Friday 27 May 2011

Oh you...


Dear Star Wars;
It has been far too long since you were last present in my life and that is something that needs to be changed. You first wooed me at the tender age of four with the chicken walkers (AT ST, stfu, they will always be 'chicken walkers' to me) an I would be so excited to see them stomping through the forest like no bodies business. It was love at first watch.
Then, many years later, duringing a wonderful time of my life, you came back to me with a beautiful Scotish face and my first MAN crush (as in, he had hair where the other boys didn't) and once more, my heart was pulled. Kid Ani made me want to kill babies though... Just FYI. Also introduced was the lovely face of the beautiful Jewish child Queen. Ahhhh Natalie Portman is indeed a lovely lady(Black Swan, anyone?)

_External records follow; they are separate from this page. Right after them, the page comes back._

//! Outbound link filter
//!
//! Collects the links of a relevant page that may lead to more apps: item
//! detail pages and publisher listings. Review permalinks and sign-in links
//! share those path shapes and are dropped explicitly.

use crate::crawler::document::Document;
use crate::schema::PageSchema;
use crate::url::absolute_url;
use std::collections::HashSet;

/// Extracts the followable links of a page
///
/// # Link Rules
///
/// **Include:** `<a href>` values with a detail or publisher path followed by
/// a query string.
///
/// **Exclude:**
/// - review links (`reviewId`)
/// - sign-in links (`accounts/ServiceLogin`)
///
/// Links are returned absolutized against the catalog base, without
/// duplicates, in document order.
pub fn discover_links(document: &Document, schema: &PageSchema) -> Vec<String> {
    let mut seen = HashSet::new();

    document
        .select_all(&schema.anchors)
        .filter_map(|a| a.value().attr("href"))
        .filter(|href| is_followable(href, schema))
        .map(|href| absolute_url(&schema.base_url, href))
        .filter(|link| seen.insert(link.clone()))
        .collect()
}

/// Applies the include/exclude rules to one href
pub fn is_followable(href: &str, schema: &PageSchema) -> bool {
    schema.is_follow_candidate(href)
        && !href.contains(schema.review_marker)
        && !href.contains(schema.login_marker)
}
//! Crawler module for page fetching and interpretation
//!
//! This module contains the core crawling logic, including:
//! - HTTP fetching behind the `Fetch` trait
//! - Page classification, link filtering and record extraction
//! - The URL frontier and the concurrent page scheduler
//! - Single-item lookup

mod classifier;
mod document;
mod extractor;
mod fetcher;
mod frontier;
mod links;
mod pipeline;
mod scheduler;

pub use classifier::{classify, PageKind};
pub use document::Document;
pub use extractor::extract;
pub use fetcher::{build_http_client, Fetch, FetchError, HttpFetcher};
pub use frontier::Frontier;
pub use links::discover_links;
pub use pipeline::{interpret_page, PageOutcome};
pub use scheduler::{CrawlOptions, CrawlStats, RecordStream, Scheduler};

use crate::config::Config;
use crate::output::RecordSink;
use crate::record::Record;
use crate::schema::PageSchema;
use crate::CrawlerError;

/// Fetches and extracts a single app by its identifier
///
/// # Returns
///
/// * `Ok(Some(record))` - The detail page exists and yielded a record
/// * `Ok(None)` - The page does not exist or is not an app detail page
/// * `Err(CrawlerError::Fetch)` - The page could not be fetched
pub async fn lookup<F: Fetch + ?Sized>(
    fetcher: &F,
    schema: &PageSchema,
    id: &str,
) -> Result<Option<Record>, CrawlerError> {
    let url = schema.detail_url(id);
    tracing::debug!("Looking up {} at {}", id, url);

    match fetcher.fetch(&url).await {
        Ok(body) => Ok(interpret_page(&url, &body, schema).record),
        Err(FetchError::NotFound) => Ok(None),
        Err(source) => Err(CrawlerError::Fetch { url, source }),
    }
}

/// Runs a complete crawl, writing every record to `sink`
///
/// This is the main entry point for starting a crawl. It will:
/// 1. Compile the page schema for the configured catalog
/// 2. Build the HTTP fetcher
/// 3. Crawl from the configured seed until the catalog is exhausted
/// 4. Write each record to the sink as it arrives
///
/// A sink error stops the crawl: no new pages are scheduled and the error is
/// returned once the in-flight pages have finished.
pub async fn crawl<S: RecordSink + ?Sized>(
    config: &Config,
    sink: &mut S,
) -> Result<CrawlStats, CrawlerError> {
    let schema = PageSchema::from_config(&config.catalog)?;
    let fetcher = HttpFetcher::from_config(config)?;
    let scheduler = Scheduler::new(fetcher, schema, CrawlOptions::from_config(&config.crawler));

    let mut stream = scheduler.run(&config.crawler.seed_url, config.crawler.concurrency as usize)?;

    while let Some(record) = stream.next().await {
        if let Err(e) = sink.write_record(&record) {
            tracing::error!("Failed to write record {}: {}", record.id, e);
            stream.finish().await;
            return Err(e.into());
        }
    }

    sink.finish()?;
    Ok(stream.finish().await)
}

And years later, during the most AMAZING time of my childhood, you came back. Just like boomerang!! With you, you brought the familiar loves of my life and an extra sexy man(like, Haru sexy... So sexy) and it made my heart soar.
Combined with The Lord of the Rings and Harry Potter and Moulin Rouge, you helped make my world. The beautiful settings, the flowing gowns, curly hair and romantic picnics accompanied by angelic harps and violins. The love of Ani and Padme was so sickening, how could you expect a 12 yearold heart to hate it? So perfect yet..... SO WRONG(dramatic face) it was impossible for me to keep away! You ensnared me, you crafty thing!! Oh, how my heart pounds just thinking of it. *instert content sigh here*

Then.... Something happened.... Something horrible.. and it changed me for life because me eyes had seen things.... Things of terrible script and This....

"Anakin... You're breaking my heart!" (must be said in whinny voice)
and all I could say to that, my love, was "Oh my God, what is it and why?!"
WHY, MY LOVE, WHHHHHHHHHHY!!!!!!????!!?!?!?????!!!?

From this
"ahhhhh, decent romance...."

to this horrible excuse for
angst...



it hurt me so, but I am willing to put that mistake in the past, I'm willing I let it go and and I think it's time you came home. I think it's time for you to come back into my life and nestle deep within my heart, take me back to my childhood.... Because I miss you.... So much... so come home, you and all the episodes (except Episode 3) we will sit together and I will watch you play lovely stories for me on someones television. I will be happy and my soul complete.
We shall be together again.
I eagerly await your reply...

Much love,
Athina.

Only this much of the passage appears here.